Em criança fui muitas vezes a Elvas, terra de "contrabandista de amor e saudade", e foi bom ver como a cidade evoluí. O imponente aqueduto foi o cenário perfeito para a foto.
Sem mais demoras, fui para o Parque Natural de São Mamede. A terra branca tornou-se escura e a paisagem mudou depois de Alegre. O pinheiro, o carvalho e o castanheiro dominam a paisagem do ponto mais alto do sul de Portugal. Do alto de S.Mamede vi Portalegre e o Marvão, o destino seguinte.
Mas a grande supresa veio na estrada de Marvão para o Chão da Velha, passando por Nisa, como é obvio. Em vez de seguir por Castelo de Vide e a judiaria, fiz-me ao caminho por uma estrada de gado.
O sol estava a desaparecer no horizonte e pude ver centenas de aves, cavalos, um boi que me impunha muito respeito - e, quando o ultrapassei, percebi que o pobre animal tinha apenas medo de mim - e dois veados. Um bebé e outro ainda jovem mas de grande porte.
Senti-me agradecido e não consegui evitar uma lágrima a escorrer pelo rosto.
Não tirei foto; não cosegui. Está gravado na memória.

quinta-feira, 23 de maio de 2019

14.5.19 | 21.5.19 Road to Terra do Café

Doce!
Esta é a melhor palavra para descrever a ilha de São Tomé, lá no meio do Atlântico, com uma pontinha sobre a linha do Equador. Doce! Assim mesmo com um ponto de exclamação – logo eu que não sou nada de exclamações, nem na vida nem no género literário porque dá a ideia que se fala aos berros ou que nos espantamos com o nosso próprio pensamento -, porque S.Tomé é um pasmo de boa onda.

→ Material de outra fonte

//! Item info: full metadata plus a lightweight content preview.

use super::error::{CoreError, CoreResult};
use super::metadata::{self, EntryMetadata};
use crate::utils::file_detection::{classify, ContentClass};
use serde::Serialize;
use std::fmt;
use std::fs;
use std::io::Read;
use std::path::Path;

#[derive(Debug, Clone, Copy, PartialEq, Eq)]
pub struct PreviewLimits {
    pub max_chars: usize,
    pub max_folder_entries: usize,
}

impl Default for PreviewLimits {
    fn default() -> Self {
        Self {
            max_chars: 10_000,
            max_folder_entries: 50,
        }
    }
}

#[derive(Debug, Clone, PartialEq, Eq, Serialize)]
#[serde(tag = "kind", rename_all = "camelCase")]
pub enum Preview {
    Folder {
        total: usize,
        /// First entries, folders first, each folder with a trailing `/`.
        entries: Vec<String>,
    },
    Text {
        content: String,
        truncated: bool,
    },
    Image,
    Media,
    Unavailable {
        extension: String,
    },
    Unreadable {
        reason: String,
    },
}

impl fmt::Display for Preview {
    fn fmt(&self, f: &mut fmt::Formatter<'_>) -> fmt::Result {
        match self {
            Preview::Folder { total, entries } => {
                writeln!(f, "Folder contains {} items:", total)?;
                for name in entries {
                    writeln!(f, "  {}", name)?;
                }
                if *total > entries.len() {
                    writeln!(f, "  ... and {} more", total - entries.len())?;
                }
                Ok(())
            }
            Preview::Text { content, truncated } => {
                f.write_str(content)?;
                if *truncated {
                    f.write_str("\n... (preview truncated)")?;
                }
                Ok(())
            }
            Preview::Image => f.write_str("[Image file]"),
            Preview::Media => f.write_str("[Media file] Open it with the system player."),
            Preview::Unavailable { extension } if extension.is_empty() => {
                f.write_str("No preview available for this file.")
            }
            Preview::Unavailable { extension } => {
                write!(f, "No preview available for '{}' files.", extension)
            }
            Preview::Unreadable { reason } => write!(f, "Could not preview: {}", reason),
        }
    }
}

#[derive(Debug, Clone, Serialize)]
pub struct ItemInfo {
    pub metadata: EntryMetadata,
    pub preview: Preview,
}

/// Reads metadata for `path` and builds its preview.
///
/// Only a missing or inaccessible `path` is an error; a preview that cannot
/// be produced becomes `Preview::Unreadable`.
pub fn inspect(path: &Path, limits: PreviewLimits) -> CoreResult<ItemInfo> {
    let metadata = metadata::read(path)?;
    let preview = if metadata.is_dir() {
        folder_preview(path, limits.max_folder_entries)
    } else {
        file_preview(path, &metadata.extension, limits.max_chars)
    }
    .unwrap_or_else(|e| Preview::Unreadable {
        reason: e.to_string(),
    });
    Ok(ItemInfo { metadata, preview })
}

fn folder_preview(path: &Path, max_entries: usize) -> CoreResult<Preview> {
    let mut names: Vec<(bool, String)> = fs::read_dir(path)
        .map_err(CoreError::io_at(path))?
        .filter_map(|entry| entry.ok())
        .map(|entry| {
            let is_dir = entry.path().is_dir();
            (is_dir, entry.file_name().to_string_lossy().into_owned())
        })
        .collect();
    names.sort_by(|a, b| {
        b.0.cmp(&a.0)
            .then_with(|| a.1.to_lowercase().cmp(&b.1.to_lowercase()))
    });

    let total = names.len();
    let entries = names
        .into_iter()
        .take(max_entries)
        .map(|(is_dir, name)| if is_dir { format!("{}/", name) } else { name })
        .collect();
    Ok(Preview::Folder { total, entries })
}

fn file_preview(path: &Path, extension: &str, max_chars: usize) -> CoreResult<Preview> {
    Ok(match classify(path) {
        ContentClass::Text => {
            let (content, truncated) = read_text_prefix(path, max_chars)?;
            Preview::Text { content, truncated }
        }
        ContentClass::Image => Preview::Image,
        ContentClass::Media => Preview::Media,
        ContentClass::Unknown => Preview::Unavailable {
            extension: extension.to_string(),
        },
    })
}

/// Reads at most `max_chars` characters, decoding invalid UTF-8 lossily.
fn read_text_prefix(path: &Path, max_chars: usize) -> CoreResult<(String, bool)> {
    let file = fs::File::open(path).map_err(CoreError::io_at(path))?;
    // A char is at most 4 bytes, so this always covers max_chars + 1 chars.
    let byte_budget = (max_chars as u64).saturating_add(1).saturating_mul(4);
    let mut bytes = Vec::new();
    file.take(byte_budget)
        .read_to_end(&mut bytes)
        .map_err(CoreError::io_at(path))?;

    let text = String::from_utf8_lossy(&bytes);
    let mut chars = text.chars();
    let content: String = chars.by_ref().take(max_chars).collect();
    let truncated = chars.next().is_some();
    Ok((content, truncated))
}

Doce na palavra das crianças, aos milhares desde a Cidade, às Roças ou às praias que, com um sorriso infinito e cheio de bondade, desejam apenas um miminho: pode ser um rebuçado, pode ser um beijinho ou um five. São crianças ternurentas que se tornam adultos dóceis, educados, que pedem licença antes de falar, que abrem as portas de casa e dos corações.
“ - Senhor senhor! Da próxima vez que vier cá pode-me trazer uma texas, para poder jogar mais rápido? Para jogar como no monopólio…”

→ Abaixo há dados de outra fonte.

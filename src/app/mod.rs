//! The session layer: owns the core state and turns commands into events.

pub mod commands;
pub mod events;
pub mod proxy;
pub mod state;
pub mod tasks;

pub use events::{Command, UserEvent};
pub use proxy::EventProxy;
pub use state::Session;
pub use tasks::{run_session, spawn_session, SessionHandle};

Trago sim, respondi eu sem saber a quê; e de repente abre um saco de plástico que se escondia debaixo do sovaco, onde guardava o seu bem mais precioso: umas velhas chuteiras.

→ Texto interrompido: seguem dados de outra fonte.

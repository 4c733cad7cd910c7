//! The session event loop.
//!
//! One tokio task owns the `Session`. It waits on three sources: inbound
//! commands, fired notification timers, and at most one blocking job running
//! on the blocking pool. Commands that arrive while a job runs are queued and
//! handled in order once it is done, so nothing else ever mutates the session.

use std::collections::VecDeque;
use std::ops::ControlFlow;

use tokio::sync::mpsc;
use tokio::task::{JoinError, JoinHandle};

use super::commands::{self, Dispatch, JobOutcome};
use super::events::Command;
use super::proxy::EventProxy;
use super::state::Session;
use crate::config::{AppConfig, ConfigStore};
use crate::core::TokioTimer;

/// The caller's side of a running session.
pub struct SessionHandle {
    commands: mpsc::UnboundedSender<Command>,
    task: JoinHandle<AppConfig>,
}

impl SessionHandle {
    /// Queues a command. Returns `false` if the session has already stopped.
    pub fn send(&self, command: Command) -> bool {
        self.commands.send(command).is_ok()
    }

    /// Asks the session to stop after the queued commands and returns its
    /// final config.
    pub async fn shutdown(self) -> Result<AppConfig, JoinError> {
        let _ = self.commands.send(Command::Shutdown);
        self.task.await
    }
}

/// Starts a session on its own task.
pub fn spawn_session<P: EventProxy>(
    config: AppConfig,
    store: ConfigStore,
    proxy: P,
) -> SessionHandle {
    let (commands_tx, commands_rx) = mpsc::unbounded_channel();
    let task = tokio::spawn(run_session(config, store, proxy, commands_rx));
    SessionHandle {
        commands: commands_tx,
        task,
    }
}

/// Runs a session until `Command::Shutdown` or until every sender is gone.
/// The final config is persisted to `store` and returned.
pub async fn run_session<P: EventProxy>(
    config: AppConfig,
    store: ConfigStore,
    proxy: P,
    mut commands_rx: mpsc::UnboundedReceiver<Command>,
) -> AppConfig {
    let (timer, mut fired_rx) = TokioTimer::new();
    let mut session = Session::new(config, timer);
    commands::start(&mut session, &proxy);
    tracing::info!("Session started in {:?}", session.current_dir());

    let mut queued: VecDeque<Command> = VecDeque::new();
    let mut job: Option<JoinHandle<JobOutcome>> = None;

    'session: loop {
        while job.is_none() {
            let Some(command) = queued.pop_front() else {
                break;
            };
            if process(&mut session, &proxy, command, &mut job).is_break() {
                break 'session;
            }
        }

        tokio::select! {
            Some(fired) = fired_rx.recv() => {
                session.notifications.handle_timer(fired);
                commands::publish_notifications(&mut session, &proxy);
            }
            joined = wait_for(&mut job), if job.is_some() => {
                job = None;
                match joined {
                    Ok(outcome) => commands::complete(&mut session, &proxy, outcome),
                    Err(e) => {
                        tracing::error!("Worker task failed: {}", e);
                        commands::worker_failed(&mut session, &proxy, &e.to_string());
                    }
                }
            }
            command = commands_rx.recv() => match command {
                Some(command) => queued.push_back(command),
                None => {
                    tracing::info!("All command senders dropped");
                    break 'session;
                }
            },
        }
    }

    if let Some(handle) = job.take() {
        // Transfers are not cancellable; let a running one finish.
        if let Ok(outcome) = handle.await {
            commands::complete(&mut session, &proxy, outcome);
        }
    }
    session.notifications.clear();
    commands::publish_notifications(&mut session, &proxy);

    if let Err(e) = store.save(&session.config) {
        tracing::warn!("Failed to save config on shutdown: {}", e);
    }
    tracing::info!("Session stopped");
    session.config
}

fn process<P: EventProxy>(
    session: &mut Session<TokioTimer>,
    proxy: &P,
    command: Command,
    job: &mut Option<JoinHandle<JobOutcome>>,
) -> ControlFlow<()> {
    match commands::dispatch(session, proxy, command) {
        Dispatch::Done => ControlFlow::Continue(()),
        Dispatch::Offload(work) => {
            *job = Some(tokio::task::spawn_blocking(move || work.run()));
            ControlFlow::Continue(())
        }
        Dispatch::Shutdown => ControlFlow::Break(()),
    }
}

async fn wait_for(job: &mut Option<JoinHandle<JobOutcome>>) -> Result<JobOutcome, JoinError> {
    match job {
        Some(handle) => handle.await,
        None => std::future::pending().await,
    }
}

“ – Não precisam de ser tão boas como estas”, respondeu-me o rapaz, à saída da Roça Diogo Vaz, quando decidi ir para norte e percorrer toda a Nacional 1, até não poder mais, até depois de Ponta Furada.
A Estrada Nacional 1 sai da Cidade de São Tomé e segue em direcção a norte e, depois, acompanha a ilha entre o verde da floresta e o azul do mar, para oeste. Vilas e aldeias estão semeadas entre crateras no asfalto, povoadas por crianças e adultos, motos, monovolumes amarelos com cordas a segurar a tampa da mala à base da escova do limpa-para-brisas, porcos e leitões, galinhas e pintainhos, igrejas de todo o tipo e credo. É assim na Nacional 1 e, salvo os buracos que felizmente só aqui se encontram, em todas as outras estradas, asfaltadas ou em pedra e terra batida.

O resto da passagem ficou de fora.